REQUIREMENT
Please quote exactly the lines below from the line containing "pub fn to_weighted_metrics(features: &[TrackedFeature])" to the line containing "let features = self.features.list_tracked(character_id).await?;", both lines included, and nothing else.

Saved data entries:
== == ==
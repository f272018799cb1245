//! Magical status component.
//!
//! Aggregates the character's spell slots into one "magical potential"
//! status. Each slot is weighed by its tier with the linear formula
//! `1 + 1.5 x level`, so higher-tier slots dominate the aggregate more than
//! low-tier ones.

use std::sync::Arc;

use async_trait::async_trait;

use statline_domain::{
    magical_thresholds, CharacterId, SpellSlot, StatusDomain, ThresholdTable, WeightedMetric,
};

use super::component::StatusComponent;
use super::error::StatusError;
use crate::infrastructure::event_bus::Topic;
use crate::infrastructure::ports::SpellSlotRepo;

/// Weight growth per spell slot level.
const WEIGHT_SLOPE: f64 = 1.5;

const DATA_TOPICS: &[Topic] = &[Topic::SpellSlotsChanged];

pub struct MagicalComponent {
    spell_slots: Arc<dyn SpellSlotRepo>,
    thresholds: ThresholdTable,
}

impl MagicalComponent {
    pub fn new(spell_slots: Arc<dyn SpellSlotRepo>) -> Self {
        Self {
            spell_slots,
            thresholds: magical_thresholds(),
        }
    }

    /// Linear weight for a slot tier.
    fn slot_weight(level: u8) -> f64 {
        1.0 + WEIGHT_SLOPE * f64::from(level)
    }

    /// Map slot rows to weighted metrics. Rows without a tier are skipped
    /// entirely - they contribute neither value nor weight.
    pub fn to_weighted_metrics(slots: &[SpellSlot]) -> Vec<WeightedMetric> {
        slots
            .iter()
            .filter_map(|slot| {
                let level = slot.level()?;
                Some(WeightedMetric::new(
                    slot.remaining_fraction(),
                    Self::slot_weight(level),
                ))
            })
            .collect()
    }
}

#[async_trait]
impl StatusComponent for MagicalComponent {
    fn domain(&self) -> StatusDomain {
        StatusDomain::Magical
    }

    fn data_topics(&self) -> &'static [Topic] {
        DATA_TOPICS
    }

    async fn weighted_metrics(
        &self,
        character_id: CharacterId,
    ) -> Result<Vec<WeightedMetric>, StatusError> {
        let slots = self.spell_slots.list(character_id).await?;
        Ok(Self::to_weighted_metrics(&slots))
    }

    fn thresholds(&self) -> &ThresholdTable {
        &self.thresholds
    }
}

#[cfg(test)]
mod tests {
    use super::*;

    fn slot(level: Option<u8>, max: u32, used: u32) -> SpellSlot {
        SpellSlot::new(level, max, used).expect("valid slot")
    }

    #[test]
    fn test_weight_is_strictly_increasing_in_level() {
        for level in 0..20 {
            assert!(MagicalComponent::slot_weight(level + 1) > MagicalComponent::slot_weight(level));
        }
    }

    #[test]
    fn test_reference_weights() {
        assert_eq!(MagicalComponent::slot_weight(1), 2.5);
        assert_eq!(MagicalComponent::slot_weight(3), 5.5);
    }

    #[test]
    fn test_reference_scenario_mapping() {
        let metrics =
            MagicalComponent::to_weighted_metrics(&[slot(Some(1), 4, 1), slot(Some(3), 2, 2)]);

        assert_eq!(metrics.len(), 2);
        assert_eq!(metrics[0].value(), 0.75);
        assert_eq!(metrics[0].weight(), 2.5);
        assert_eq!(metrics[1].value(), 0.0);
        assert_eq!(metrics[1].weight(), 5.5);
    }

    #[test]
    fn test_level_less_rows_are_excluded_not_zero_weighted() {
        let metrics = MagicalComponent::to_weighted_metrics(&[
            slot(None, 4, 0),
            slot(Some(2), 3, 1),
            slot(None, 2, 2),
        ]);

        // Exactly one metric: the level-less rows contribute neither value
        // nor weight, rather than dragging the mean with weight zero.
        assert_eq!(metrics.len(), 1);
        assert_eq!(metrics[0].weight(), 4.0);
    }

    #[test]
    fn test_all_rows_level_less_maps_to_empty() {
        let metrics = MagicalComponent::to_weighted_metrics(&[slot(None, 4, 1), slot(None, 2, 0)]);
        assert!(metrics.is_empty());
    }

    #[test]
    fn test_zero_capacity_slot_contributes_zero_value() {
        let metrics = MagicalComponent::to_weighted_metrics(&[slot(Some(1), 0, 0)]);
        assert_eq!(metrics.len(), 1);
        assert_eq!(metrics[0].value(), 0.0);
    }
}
== == ==
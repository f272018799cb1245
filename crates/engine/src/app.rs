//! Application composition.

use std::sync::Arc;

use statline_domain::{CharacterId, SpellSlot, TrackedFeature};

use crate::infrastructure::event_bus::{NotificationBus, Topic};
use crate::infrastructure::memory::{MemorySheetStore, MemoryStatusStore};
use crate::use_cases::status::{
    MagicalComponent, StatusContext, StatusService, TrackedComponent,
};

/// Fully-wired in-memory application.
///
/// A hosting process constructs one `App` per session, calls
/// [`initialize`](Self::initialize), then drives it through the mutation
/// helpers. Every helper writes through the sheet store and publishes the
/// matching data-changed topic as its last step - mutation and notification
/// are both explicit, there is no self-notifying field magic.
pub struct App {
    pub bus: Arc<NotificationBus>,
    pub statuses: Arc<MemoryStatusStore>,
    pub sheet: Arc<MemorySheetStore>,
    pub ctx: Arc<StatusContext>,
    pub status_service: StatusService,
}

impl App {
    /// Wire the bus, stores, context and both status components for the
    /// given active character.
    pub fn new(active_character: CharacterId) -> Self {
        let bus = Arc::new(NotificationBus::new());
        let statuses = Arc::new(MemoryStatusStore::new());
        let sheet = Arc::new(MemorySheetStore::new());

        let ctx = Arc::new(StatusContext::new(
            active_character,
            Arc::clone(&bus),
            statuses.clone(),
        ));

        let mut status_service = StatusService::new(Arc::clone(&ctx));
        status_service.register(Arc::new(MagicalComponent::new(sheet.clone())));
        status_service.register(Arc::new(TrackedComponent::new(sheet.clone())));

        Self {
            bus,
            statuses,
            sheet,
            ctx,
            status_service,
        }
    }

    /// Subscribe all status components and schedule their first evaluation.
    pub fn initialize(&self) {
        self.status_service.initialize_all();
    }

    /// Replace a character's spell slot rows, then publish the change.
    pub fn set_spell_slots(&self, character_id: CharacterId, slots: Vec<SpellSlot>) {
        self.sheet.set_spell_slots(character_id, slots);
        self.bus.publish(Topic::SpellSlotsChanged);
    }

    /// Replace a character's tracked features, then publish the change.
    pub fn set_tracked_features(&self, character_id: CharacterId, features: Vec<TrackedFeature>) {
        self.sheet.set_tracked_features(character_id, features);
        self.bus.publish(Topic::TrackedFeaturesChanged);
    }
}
== == ==
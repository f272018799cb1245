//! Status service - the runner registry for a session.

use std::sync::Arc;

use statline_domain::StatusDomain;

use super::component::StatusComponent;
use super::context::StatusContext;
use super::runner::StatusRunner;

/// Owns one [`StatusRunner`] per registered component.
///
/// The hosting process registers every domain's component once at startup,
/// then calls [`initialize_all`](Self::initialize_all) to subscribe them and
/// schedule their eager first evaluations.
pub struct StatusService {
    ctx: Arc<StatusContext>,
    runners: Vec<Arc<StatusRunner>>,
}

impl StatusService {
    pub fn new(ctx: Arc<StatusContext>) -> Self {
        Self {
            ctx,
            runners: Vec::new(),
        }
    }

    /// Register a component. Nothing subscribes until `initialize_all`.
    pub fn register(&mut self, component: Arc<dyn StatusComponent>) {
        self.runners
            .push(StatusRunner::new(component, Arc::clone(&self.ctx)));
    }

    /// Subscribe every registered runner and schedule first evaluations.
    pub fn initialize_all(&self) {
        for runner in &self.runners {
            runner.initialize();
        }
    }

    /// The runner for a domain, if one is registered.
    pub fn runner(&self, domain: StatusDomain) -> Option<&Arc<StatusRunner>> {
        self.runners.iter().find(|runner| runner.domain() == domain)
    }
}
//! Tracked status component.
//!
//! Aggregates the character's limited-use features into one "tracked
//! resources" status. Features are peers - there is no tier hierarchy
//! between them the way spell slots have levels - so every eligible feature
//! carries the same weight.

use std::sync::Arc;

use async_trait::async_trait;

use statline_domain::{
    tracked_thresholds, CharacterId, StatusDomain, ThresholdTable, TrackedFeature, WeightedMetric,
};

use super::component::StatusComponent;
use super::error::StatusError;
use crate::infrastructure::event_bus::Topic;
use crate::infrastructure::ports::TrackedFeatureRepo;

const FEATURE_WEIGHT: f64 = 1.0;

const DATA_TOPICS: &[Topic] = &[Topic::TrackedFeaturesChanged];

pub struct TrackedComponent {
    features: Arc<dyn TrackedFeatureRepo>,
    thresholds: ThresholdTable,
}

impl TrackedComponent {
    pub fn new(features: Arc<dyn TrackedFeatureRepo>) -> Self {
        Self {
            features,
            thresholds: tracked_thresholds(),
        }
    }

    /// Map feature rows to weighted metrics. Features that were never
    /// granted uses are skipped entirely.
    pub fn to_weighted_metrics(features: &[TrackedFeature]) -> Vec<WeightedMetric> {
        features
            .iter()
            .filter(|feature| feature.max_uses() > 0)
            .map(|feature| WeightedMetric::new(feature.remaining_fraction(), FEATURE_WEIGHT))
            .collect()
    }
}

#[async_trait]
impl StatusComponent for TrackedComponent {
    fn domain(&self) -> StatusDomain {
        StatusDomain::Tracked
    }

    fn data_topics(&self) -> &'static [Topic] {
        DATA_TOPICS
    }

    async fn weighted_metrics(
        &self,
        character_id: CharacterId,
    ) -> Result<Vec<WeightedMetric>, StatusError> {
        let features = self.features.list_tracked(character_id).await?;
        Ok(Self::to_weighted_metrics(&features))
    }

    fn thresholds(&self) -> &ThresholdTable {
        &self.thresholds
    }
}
== == ==
RESULT OF THIS TASK
    pub fn to_weighted_metrics(features: &[TrackedFeature]) -> Vec<WeightedMetric> {
        features
            .iter()
            .filter(|feature| feature.max_uses() > 0)
            .map(|feature| WeightedMetric::new(feature.remaining_fraction(), FEATURE_WEIGHT))
            .collect()
    }
}

#[async_trait]
impl StatusComponent for TrackedComponent {
    fn domain(&self) -> StatusDomain {
        StatusDomain::Tracked
    }

    fn data_topics(&self) -> &'static [Topic] {
        DATA_TOPICS
    }

    async fn weighted_metrics(
        &self,
        character_id: CharacterId,
    ) -> Result<Vec<WeightedMetric>, StatusError> {
        let features = self.features.list_tracked(character_id).await?;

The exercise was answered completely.